Not with biology and biochemistry as we know it. Sugar is readily available energy source. metabolic pathways to extract that energy, with or without use oxygen, are really old and relatively short.

Discarding energy makes no evolutionary sense. Evolution generally minimizes energy spent. Gathering energy just to throw it away gives no benefit, using it for growth and procreation will always be preferred.

How it might evolve?

The only reason do "discard" sugar that makes sense, is to store it for future use. Bees do exactly this. Carrots and potatoes do similar thing (store internally). There is no reason for bacteria / yeast / algae biofilms and other colonies not to evolve this trait, if food is available for them for some time, and hunger is regular. If conditions change and food will always be plentiful, they will store it, and store, and store, and never use it.

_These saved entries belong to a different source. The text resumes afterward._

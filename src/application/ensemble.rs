//! One-vs-rest multi-label classifier.
//!
//! Decomposes the multi-label problem into one independent binary problem
//! per label column. Member `i` predicts label `i` of the label space the
//! ensemble was trained with.

use std::collections::BTreeMap;

use rand::{Rng, SeedableRng};
use rand_chacha::ChaCha20Rng;
use serde::{Deserialize, Serialize};

use crate::domain::LabelSpace;
use crate::ports::BinaryClassifier;
use crate::{Result, VitalError};

#[derive(Debug, Clone, PartialEq, Serialize, Deserialize)]
pub struct OneVsRest<C> {
    members: Vec<C>,
}

impl<C: BinaryClassifier> OneVsRest<C> {
    /// Train one classifier per label column of `y`.
    ///
    /// Member seeds are drawn from a `ChaCha20Rng` seeded with `seed`, so
    /// identical inputs always produce identical ensembles.
    ///
    /// # Errors
    /// Returns `DataError` if `x` or `y` is empty, their lengths differ, rows
    /// have unequal width, or indicator vectors have inconsistent width.
    pub fn fit(config: &C::Config, x: &[Vec<f64>], y: &[Vec<u8>], seed: u64) -> Result<Self> {
        if x.is_empty() || y.is_empty() {
            return Err(VitalError::Data("Cannot train on empty data".into()));
        }
        if x.len() != y.len() {
            return Err(VitalError::Data(format!(
                "Got {} feature rows but {} label rows",
                x.len(),
                y.len()
            )));
        }
        let n_labels = y[0].len();
        if n_labels == 0 {
            return Err(VitalError::Data("Label space is empty".into()));
        }
        if let Some(i) = y.iter().position(|row| row.len() != n_labels) {
            return Err(VitalError::Data(format!(
                "Label row {i} has width {}, expected {n_labels}",
                y[i].len()
            )));
        }
        let width = x[0].len();
        if let Some(i) = x.iter().position(|row| row.len() != width) {
            return Err(VitalError::Data(format!(
                "Feature row {i} has width {}, expected {width}",
                x[i].len()
            )));
        }

        let mut master = ChaCha20Rng::seed_from_u64(seed);
        let members = (0..n_labels)
            .map(|label| {
                let target: Vec<bool> = y.iter().map(|row| row[label] == 1).collect();
                let member_seed: u64 = master.gen();
                tracing::debug!(
                    "Training {} for label {label} ({} positives)",
                    C::KIND,
                    target.iter().filter(|&&t| t).count()
                );
                C::fit(config, x, &target, member_seed)
            })
            .collect::<Result<Vec<C>>>()?;

        Ok(Self { members })
    }

    #[must_use]
    pub fn from_members(members: Vec<C>) -> Self {
        Self { members }
    }

    /// Per-label probabilities keyed by disease name.
    ///
    /// # Errors
    /// Returns `SchemaError` if `x` has the wrong width, and `CorruptionError`
    /// if `space` does not match the ensemble size.
    pub fn predict_proba(&self, x: &[f64], space: &LabelSpace) -> Result<BTreeMap<String, f64>> {
        if space.len() != self.members.len() {
            return Err(VitalError::Corruption(format!(
                "Label space has {} labels but ensemble has {} members",
                space.len(),
                self.members.len()
            )));
        }
        self.members
            .iter()
            .zip(space.names())
            .map(|(member, name)| Ok((name.clone(), member.predict_proba(x)?)))
            .collect()
    }

    /// Member importances averaged per feature.
    #[must_use]
    pub fn feature_importances(&self) -> Vec<f64> {
        let Some(width) = self.n_features() else {
            return Vec::new();
        };
        let mut out = vec![0.0; width];
        for member in &self.members {
            for (acc, v) in out.iter_mut().zip(member.feature_importances()) {
                *acc += v;
            }
        }
        let n = self.members.len() as f64;
        out.iter_mut().for_each(|v| *v /= n);
        out
    }

    #[must_use]
    pub fn members(&self) -> &[C] {
        &self.members
    }

    #[must_use]
    pub fn len(&self) -> usize {
        self.members.len()
    }

    #[must_use]
    pub fn is_empty(&self) -> bool {
        self.members.is_empty()
    }

    /// Feature width of the first member.
    #[must_use]
    pub fn n_features(&self) -> Option<usize> {
        self.members.first().map(BinaryClassifier::n_features)
    }
}

#[cfg(test)]
mod tests {
    use super::*;
    use crate::adapters::{ForestConfig, LogisticConfig, LogisticRegression, RandomForest};

    fn space() -> LabelSpace {
        LabelSpace::from_names(vec!["High".into(), "Low".into()]).unwrap()
    }

    /// Label 0 fires for large x0, label 1 for small x1.
    fn data() -> (Vec<Vec<f64>>, Vec<Vec<u8>>) {
        let x: Vec<Vec<f64>> = (0..40)
            .map(|i| vec![f64::from(i) / 20.0 - 1.0, f64::from((i * 7) % 40) / 20.0 - 1.0])
            .collect();
        let y = x
            .iter()
            .map(|r| vec![u8::from(r[0] > 0.0), u8::from(r[1] < 0.0)])
            .collect();
        (x, y)
    }

    #[test]
    fn test_one_member_per_label() {
        let (x, y) = data();
        let model = OneVsRest::<LogisticRegression>::fit(&LogisticConfig::default(), &x, &y, 1).unwrap();
        assert_eq!(model.len(), 2);
        assert_eq!(model.n_features(), Some(2));

        let probs = model.predict_proba(&[0.9, 0.9], &space()).unwrap();
        assert!(probs["High"] > 0.5);
        assert!(probs["Low"] < 0.5);
    }

    #[test]
    fn test_forest_ensemble_is_deterministic() {
        let (x, y) = data();
        let config = ForestConfig {
            n_trees: 5,
            ..ForestConfig::default()
        };
        let a = OneVsRest::<RandomForest>::fit(&config, &x, &y, 42).unwrap();
        let b = OneVsRest::<RandomForest>::fit(&config, &x, &y, 42).unwrap();
        assert_eq!(a, b);
    }

    #[test]
    fn test_importances_are_averaged() {
        let (x, y) = data();
        let model = OneVsRest::<LogisticRegression>::fit(&LogisticConfig::default(), &x, &y, 1).unwrap();
        let imp = model.feature_importances();
        assert_eq!(imp.len(), 2);
        assert!((imp.iter().sum::<f64>() - 1.0).abs() < 1e-9);
    }

    #[test]
    fn test_shape_errors() {
        let (x, y) = data();
        let config = LogisticConfig::default();
        assert!(matches!(
            OneVsRest::<LogisticRegression>::fit(&config, &x[..3], &y, 1),
            Err(VitalError::Data(_))
        ));
        let mut ragged = y.clone();
        ragged[5] = vec![1];
        assert!(matches!(
            OneVsRest::<LogisticRegression>::fit(&config, &x, &ragged, 1),
            Err(VitalError::Data(_))
        ));
        assert!(matches!(
            OneVsRest::<LogisticRegression>::fit(&config, &[], &[], 1),
            Err(VitalError::Data(_))
        ));
    }

    #[test]
    fn test_label_space_mismatch() {
        let (x, y) = data();
        let model = OneVsRest::<LogisticRegression>::fit(&LogisticConfig::default(), &x, &y, 1).unwrap();
        let wrong = LabelSpace::from_names(vec!["Only".into()]).unwrap();
        assert!(matches!(
            model.predict_proba(&[0.0, 0.0], &wrong),
            Err(VitalError::Corruption(_))
        ));
    }
}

This will not be stable. Evolution will get rid of this trait, probably rather soon. But in the narrow window between environmental change and evolution catch-up, you can have your microorganisms appear to work as you want them to.

Composition of microorganisms and their food

Actually, it will be really similar to composition of microorganisms now, and their food. Metabolic pathways to create glucose exists. There just need to be a reason for them to be used in this specific way.

Answer 8

Why not photsynthetic algae or plankton?

Algae and plankton use UV radiation while capturing CO2 from the atmosphere to bind and create sugar and some more complex variants of it to use as food. If in your world there has been a recent raise in CO2 concentration(would also rise water acidity) or a rise on radiation levels, these organisms could be on a superreproductive/high activity phase.

This would mean that they would be constantly producing more of those sugars than they need while also multiplicating rapidly. The high concentration of sugar inside them would mean that a part of it would end up filtering out into the environment (these beings usually live in water, so you would end up with sugary water). If it is not released at enough speed, some of these beings would/could end up dying with sugar intoxication. After death, the membrane of these beings usually ruptures, releasing the sugar and other chemicals.

This would even allow you to have people carrying containers of water mixed with these organisms to have them produce sustenance when needed by exposing them to the air and sun.